Citation : 2022 Latest Caselaw 7479 Cal
Judgement Date : 11 November, 2022
11.11.2022
Sl. No.902(ML)
srm
W.P.A. No. 23064 of 2014
Babar Ali Molla
Versus
The State of West Bengal & ors.
Mr. Sajal Kanti Bhattacharyya,
Mrs. Purabi Sinha,
Mr. Sarthak Burman
....for the Petitioner.
None appears on behalf of the respondents.
The petitioner is aggrieved by the inaction on the
part of the Naopara-1 Gram Panchayat, District-Nadia in
granting him appointment as a Tax Collector. The
petitioner appeared at a interview pursuant to a selection
process, which was advertised in 2013 vide Memo
No.143(2/2012-2013/2453/2012). The petitioner contends
that he duly appeared before the selection committee on
February 26, 2013 along with his testimonials. The selection
committee published a list of marks obtained by the
candidates at the interview. The petitioner secured the
highest marks. The proposal for appointment was sent to
the Block Development Officer, Krishnanagar-II
Development Block, Nadia, by the then Pradhan of
Naopara-1 Gram Panchayat. The Block Development
Officer did not take any steps.
The writ petition was thereafter filed seeking
necessary directions upon the authorities to grant
appointment to the petitioner in the post of Tax Collector.

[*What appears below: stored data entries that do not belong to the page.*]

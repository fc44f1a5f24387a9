//! # V1 API Key Authentication Middleware
//!
//! Optional Bearer token check in front of the analysis routes. Tokens come
//! from `PIXOGOL_API_KEYS`; when that list is empty the routes are open.
//!
//! Errors use the v1 `ApiResponse` JSON envelope so auth failures look like
//! every other v1 error.

use axum::{
    body::Body,
    extract::State,
    http::Request,
    middleware::Next,
    response::{IntoResponse, Response},
};

use crate::api::state::AppState;

use super::response::{ApiResponse, ErrorCode};

/// Axum middleware that enforces Bearer token authentication for v1 API routes.
///
/// # Behavior
///
/// - If `PIXOGOL_API_KEYS` is empty/unset → the request passes through.
/// - If the `Authorization: Bearer <token>` header is missing or malformed → 401.
/// - If the token is not in the configured key list → 401.
/// - If the token is valid → passes the request through to the next handler.
pub async fn v1_auth_middleware(
    State(state): State<AppState>,
    request: Request<Body>,
    next: Next,
) -> Response {
    let keys = &state.config.server.api_keys;
    if keys.is_empty() {
        return next.run(request).await;
    }

    let auth_header = request
        .headers()
        .get("Authorization")
        .and_then(|h| h.to_str().ok());

    let token = match auth_header {
        Some(h) => match h.strip_prefix("Bearer ") {
            Some(token) => token.trim(),
            None => {
                return ApiResponse::<()>::error(
                    ErrorCode::Unauthorized,
                    "Invalid authorization header format. Expected: Bearer <token>",
                )
                .into_response();
            }
        },
        None => {
            return ApiResponse::<()>::error(
                ErrorCode::Unauthorized,
                "Missing authorization header",
            )
            .into_response();
        }
    };

    if keys.iter().any(|key| key == token) {
        next.run(request).await
    } else {
        tracing::debug!("Rejected request with unknown API key");
        ApiResponse::<()>::error(ErrorCode::Unauthorized, "Invalid API key").into_response()
    }
}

No interim order was passed. Directions for filing
affidavits had been issued.
The original affidavit-in-opposition filed by the
Pradhan, is not on record. A copy of the same, as supplied
to the petitioner, is taken on record and treated to be the
original. Affidavit-in-reply filed by the petitioner is also
taken on record.
In the affidavit-in-opposition filed by the then
Pradhan of the said gram panchayat dated November 27,
2014, it has been categorically stated that the selection
committee was not properly constituted. According to the
government circulars, the members of the selection
committee would be the Pradhan, the Upa-Pradhan,
Secretary, Executive Officer and the leader of the
opposition of the gram panchayat. The interview in which
the petitioner had appeared, the leader of the opposition of
the gram panchayat was not a part of the selection
committee. No intimation had also been sent to the leader
of the opposition about the selection. Rather, the Nirman
Sahayak was wrongly included as a member of the
selection committee.
The newly elected members of the gram panchayat
in early 2014 decided to cancel the selection process and go
for a fresh selection by issuing a fresh advertisement. The
petitioner was also intimated about such decision upon his
query under the Right to Information Act. The Executive
Officer, Krishnanagar-II Panchayat Samiti was further
intimated by the Pradhan on February 7, 2014 about the
need for issuance of a fresh advertisement. The newly
constituted gram panchayat in 2014 had taken a decision to
cancel the earlier interview which was held in violation of
the government circulars and rules, with regard to the
constitution of the selection committee.
The specific allegation is that due to political rivalry
between the majority members of the gram panchayat and
the leader of the opposition, the selection committee was
illegally constituted by keeping the leader of the
opposition in the dark. It appears that the selection was
never approved by the Block Development Officer. The
selection did not attain any finality. The selection
committee was not property constituted.
In the affidavit-in-reply, the petitioner has not been
able to show that the contention of the Pradhan of the
gram panchayat in his affidavit-in-opposition was
incorrect.
It is not the case of the petitioner that the selection
committee had been properly constituted. The alleged
selection, which was carried out on the basis of the
irregular constitution of the selection committee, was
pending approval of the Block Development Officer, when
the writ petition was filed.
Admittedly, mere selection at an interview does not
give a vested right upon the petitioner to be granted
appointment. Every recruitment process must adhere to
the government circulars, rules and regulations. If the
selection committee was constituted illegally or
improperly, the selection process becomes vitiated.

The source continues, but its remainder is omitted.